Your objective: Your answer should be one number: the count of lines in the data below that include "already".

Data records:
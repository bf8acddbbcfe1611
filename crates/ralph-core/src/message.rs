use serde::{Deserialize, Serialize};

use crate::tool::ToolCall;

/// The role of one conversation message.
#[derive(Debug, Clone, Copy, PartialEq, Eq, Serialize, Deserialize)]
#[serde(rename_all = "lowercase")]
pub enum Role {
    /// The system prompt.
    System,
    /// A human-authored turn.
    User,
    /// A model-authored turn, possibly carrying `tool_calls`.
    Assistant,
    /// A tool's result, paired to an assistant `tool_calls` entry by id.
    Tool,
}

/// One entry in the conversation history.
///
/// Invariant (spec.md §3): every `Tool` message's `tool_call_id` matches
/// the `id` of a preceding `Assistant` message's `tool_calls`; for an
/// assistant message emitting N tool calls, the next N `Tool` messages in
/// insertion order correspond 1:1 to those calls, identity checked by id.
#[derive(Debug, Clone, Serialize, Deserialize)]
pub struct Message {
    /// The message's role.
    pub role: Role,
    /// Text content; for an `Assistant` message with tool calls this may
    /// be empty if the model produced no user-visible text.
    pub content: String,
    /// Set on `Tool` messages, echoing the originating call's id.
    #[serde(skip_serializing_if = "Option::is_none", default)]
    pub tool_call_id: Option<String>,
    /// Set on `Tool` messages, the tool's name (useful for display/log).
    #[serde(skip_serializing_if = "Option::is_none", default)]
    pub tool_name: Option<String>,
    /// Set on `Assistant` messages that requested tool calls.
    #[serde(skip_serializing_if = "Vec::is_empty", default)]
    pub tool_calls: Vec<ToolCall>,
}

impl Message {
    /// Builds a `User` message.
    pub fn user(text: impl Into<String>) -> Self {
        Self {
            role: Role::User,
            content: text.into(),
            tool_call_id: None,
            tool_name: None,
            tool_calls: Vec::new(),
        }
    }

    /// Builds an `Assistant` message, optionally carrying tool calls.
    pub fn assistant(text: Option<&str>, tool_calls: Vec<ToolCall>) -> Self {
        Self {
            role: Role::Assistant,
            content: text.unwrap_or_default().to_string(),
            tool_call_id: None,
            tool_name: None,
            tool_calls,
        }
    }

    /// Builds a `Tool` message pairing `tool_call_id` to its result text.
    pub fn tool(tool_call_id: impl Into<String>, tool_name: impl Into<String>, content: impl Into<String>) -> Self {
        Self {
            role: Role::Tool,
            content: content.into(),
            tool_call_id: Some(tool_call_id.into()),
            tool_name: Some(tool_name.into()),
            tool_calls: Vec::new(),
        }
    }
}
...
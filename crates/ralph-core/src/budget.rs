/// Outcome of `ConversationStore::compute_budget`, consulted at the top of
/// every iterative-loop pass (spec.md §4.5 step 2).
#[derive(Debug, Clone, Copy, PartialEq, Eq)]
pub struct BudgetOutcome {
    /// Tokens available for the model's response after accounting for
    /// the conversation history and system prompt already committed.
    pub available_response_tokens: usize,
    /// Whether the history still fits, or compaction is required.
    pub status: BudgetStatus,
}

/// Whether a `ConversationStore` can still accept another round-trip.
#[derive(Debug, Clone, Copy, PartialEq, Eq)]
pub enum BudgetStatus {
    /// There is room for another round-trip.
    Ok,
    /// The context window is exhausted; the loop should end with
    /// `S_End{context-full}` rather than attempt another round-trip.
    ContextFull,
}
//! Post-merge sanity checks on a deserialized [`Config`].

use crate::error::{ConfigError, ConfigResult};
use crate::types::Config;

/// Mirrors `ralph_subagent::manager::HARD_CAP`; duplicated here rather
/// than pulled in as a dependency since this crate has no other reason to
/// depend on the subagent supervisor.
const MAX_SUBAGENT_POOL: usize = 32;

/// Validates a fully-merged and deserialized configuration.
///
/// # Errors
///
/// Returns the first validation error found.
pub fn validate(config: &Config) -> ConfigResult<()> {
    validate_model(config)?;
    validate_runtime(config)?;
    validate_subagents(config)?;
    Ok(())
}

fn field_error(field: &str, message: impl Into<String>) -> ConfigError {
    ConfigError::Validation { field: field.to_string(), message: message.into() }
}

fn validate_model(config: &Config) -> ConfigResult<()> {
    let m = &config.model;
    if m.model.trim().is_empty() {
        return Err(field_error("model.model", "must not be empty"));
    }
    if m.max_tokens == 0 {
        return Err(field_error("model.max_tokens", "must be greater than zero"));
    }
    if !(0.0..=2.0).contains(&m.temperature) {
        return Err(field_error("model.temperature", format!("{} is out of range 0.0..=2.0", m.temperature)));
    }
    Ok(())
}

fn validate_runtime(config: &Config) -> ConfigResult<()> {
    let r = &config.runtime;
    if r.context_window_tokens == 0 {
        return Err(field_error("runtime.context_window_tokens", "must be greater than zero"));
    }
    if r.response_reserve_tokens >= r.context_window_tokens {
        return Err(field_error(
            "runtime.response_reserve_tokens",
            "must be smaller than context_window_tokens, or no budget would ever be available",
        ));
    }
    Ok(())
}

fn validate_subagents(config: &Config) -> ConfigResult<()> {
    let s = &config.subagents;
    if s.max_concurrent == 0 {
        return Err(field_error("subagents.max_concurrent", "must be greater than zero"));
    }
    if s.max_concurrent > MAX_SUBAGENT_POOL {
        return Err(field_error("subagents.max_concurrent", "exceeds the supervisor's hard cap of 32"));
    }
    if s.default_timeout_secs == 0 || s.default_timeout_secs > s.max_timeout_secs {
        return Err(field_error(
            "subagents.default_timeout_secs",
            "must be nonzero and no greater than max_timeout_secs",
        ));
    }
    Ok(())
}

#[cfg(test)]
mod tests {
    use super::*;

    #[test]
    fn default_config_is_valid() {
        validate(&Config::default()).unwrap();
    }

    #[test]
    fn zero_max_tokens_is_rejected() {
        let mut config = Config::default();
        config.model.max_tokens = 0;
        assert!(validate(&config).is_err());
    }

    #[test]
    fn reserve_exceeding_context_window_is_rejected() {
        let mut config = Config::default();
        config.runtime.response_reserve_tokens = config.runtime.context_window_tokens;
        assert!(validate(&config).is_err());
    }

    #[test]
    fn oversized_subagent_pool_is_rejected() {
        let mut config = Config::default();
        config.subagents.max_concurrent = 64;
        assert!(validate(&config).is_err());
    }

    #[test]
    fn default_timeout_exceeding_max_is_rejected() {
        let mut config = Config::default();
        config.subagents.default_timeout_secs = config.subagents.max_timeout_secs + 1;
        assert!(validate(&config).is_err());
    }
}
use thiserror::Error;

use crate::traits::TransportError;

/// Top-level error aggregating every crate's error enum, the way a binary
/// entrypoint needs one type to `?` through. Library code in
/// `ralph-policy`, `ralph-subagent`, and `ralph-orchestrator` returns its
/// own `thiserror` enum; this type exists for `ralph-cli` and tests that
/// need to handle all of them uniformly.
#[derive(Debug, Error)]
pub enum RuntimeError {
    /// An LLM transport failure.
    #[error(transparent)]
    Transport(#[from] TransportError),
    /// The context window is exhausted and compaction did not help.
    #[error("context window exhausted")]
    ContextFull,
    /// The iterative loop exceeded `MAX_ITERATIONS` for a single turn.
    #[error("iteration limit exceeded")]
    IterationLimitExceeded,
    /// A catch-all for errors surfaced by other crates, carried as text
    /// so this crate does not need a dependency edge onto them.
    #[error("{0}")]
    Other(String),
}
...
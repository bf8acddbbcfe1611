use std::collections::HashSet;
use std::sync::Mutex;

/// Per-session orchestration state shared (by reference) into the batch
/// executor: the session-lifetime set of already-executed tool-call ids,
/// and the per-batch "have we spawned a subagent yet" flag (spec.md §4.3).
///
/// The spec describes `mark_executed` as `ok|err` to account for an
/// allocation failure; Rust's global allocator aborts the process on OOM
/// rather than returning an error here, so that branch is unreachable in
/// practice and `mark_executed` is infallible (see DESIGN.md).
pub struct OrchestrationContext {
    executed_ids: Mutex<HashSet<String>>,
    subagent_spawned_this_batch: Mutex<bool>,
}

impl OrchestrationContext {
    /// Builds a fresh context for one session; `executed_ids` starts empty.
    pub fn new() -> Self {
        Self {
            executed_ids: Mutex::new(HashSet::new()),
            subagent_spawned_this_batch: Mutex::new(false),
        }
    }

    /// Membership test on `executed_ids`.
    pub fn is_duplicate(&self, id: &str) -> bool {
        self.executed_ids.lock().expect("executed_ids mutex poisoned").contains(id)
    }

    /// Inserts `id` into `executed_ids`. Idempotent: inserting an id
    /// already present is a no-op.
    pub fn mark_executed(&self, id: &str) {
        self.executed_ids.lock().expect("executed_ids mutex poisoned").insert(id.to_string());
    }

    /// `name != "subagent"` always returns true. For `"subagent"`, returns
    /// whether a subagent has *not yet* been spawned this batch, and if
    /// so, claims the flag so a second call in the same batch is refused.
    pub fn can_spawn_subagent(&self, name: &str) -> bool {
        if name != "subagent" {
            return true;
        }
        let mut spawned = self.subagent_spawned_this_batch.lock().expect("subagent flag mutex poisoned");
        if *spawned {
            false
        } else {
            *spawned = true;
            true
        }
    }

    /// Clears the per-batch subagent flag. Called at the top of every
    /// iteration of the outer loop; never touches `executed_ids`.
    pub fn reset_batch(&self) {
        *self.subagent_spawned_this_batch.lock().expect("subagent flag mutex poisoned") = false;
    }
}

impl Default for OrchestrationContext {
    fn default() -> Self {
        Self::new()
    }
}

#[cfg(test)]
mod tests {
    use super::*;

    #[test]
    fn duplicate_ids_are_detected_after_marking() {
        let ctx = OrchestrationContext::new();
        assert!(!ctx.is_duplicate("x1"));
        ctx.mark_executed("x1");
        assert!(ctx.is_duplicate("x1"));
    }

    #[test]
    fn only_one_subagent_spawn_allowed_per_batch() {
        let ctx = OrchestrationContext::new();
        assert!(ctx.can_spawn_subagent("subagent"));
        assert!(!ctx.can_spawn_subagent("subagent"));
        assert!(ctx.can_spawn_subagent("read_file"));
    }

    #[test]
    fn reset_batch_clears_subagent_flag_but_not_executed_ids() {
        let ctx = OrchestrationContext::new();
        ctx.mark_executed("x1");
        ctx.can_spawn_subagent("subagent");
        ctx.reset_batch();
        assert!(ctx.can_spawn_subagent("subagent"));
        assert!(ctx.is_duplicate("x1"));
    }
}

Task output: 3